**ACTION ITEM:**
Once you reach the line containing "#[derive(Debug, Clone, PartialEq, Eq, Error)]" in the data below, restate each line word for word up to and including the one containing "or response body.".

**Saved data entries:**
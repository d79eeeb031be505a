use thiserror::Error;

/// Errors from [`crate::routing::RouteProvider::route`].
#[derive(Debug, Clone, PartialEq, Eq, Error)]
pub enum RoutingError {
    /// The request did not complete within the configured timeout.
    #[error("request to {url} timed out after {timeout_secs}s")]
    Timeout {
        /// Requested URL.
        url: String,
        /// Timeout applied to the request.
        timeout_secs: u64,
    },
    /// The routing service answered with a non-success HTTP status.
    #[error("request to {url} failed with HTTP {status}: {message}")]
    HttpError {
        /// Requested URL.
        url: String,
        /// HTTP status code.
        status: u16,
        /// Error detail from the client or response body.
        message: String,
    },
    /// The request could not be sent or the connection failed.
    #[error("request to {url} failed: {message}")]
    NetworkError {
        /// Requested URL.
        url: String,
        /// Error detail from the client.
        message: String,
    },
    /// The response body did not have the expected shape.
    #[error("failed to parse routing response: {message}")]
    ParseError {
        /// Description of the parse failure.
        message: String,
    },
    /// The routing service reported an error in its response body.
    #[error("routing service error {code}: {message}")]
    ServiceError {
        /// Service-specific error code.
        code: String,
        /// Service-provided description.
        message: String,
    },
    /// The service found no route between the two points.
    #[error("no route found")]
    NoRoute,
}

**SOLUTION FOR THIS TASK:**
#[derive(Debug, Clone, PartialEq, Eq, Error)]
pub enum RoutingError {
    /// The request did not complete within the configured timeout.
    #[error("request to {url} timed out after {timeout_secs}s")]
    Timeout {
        /// Requested URL.
        url: String,
        /// Timeout applied to the request.
        timeout_secs: u64,
    },
    /// The routing service answered with a non-success HTTP status.
    #[error("request to {url} failed with HTTP {status}: {message}")]
    HttpError {
        /// Requested URL.
        url: String,
        /// HTTP status code.
        status: u16,
        /// Error detail from the client or response body.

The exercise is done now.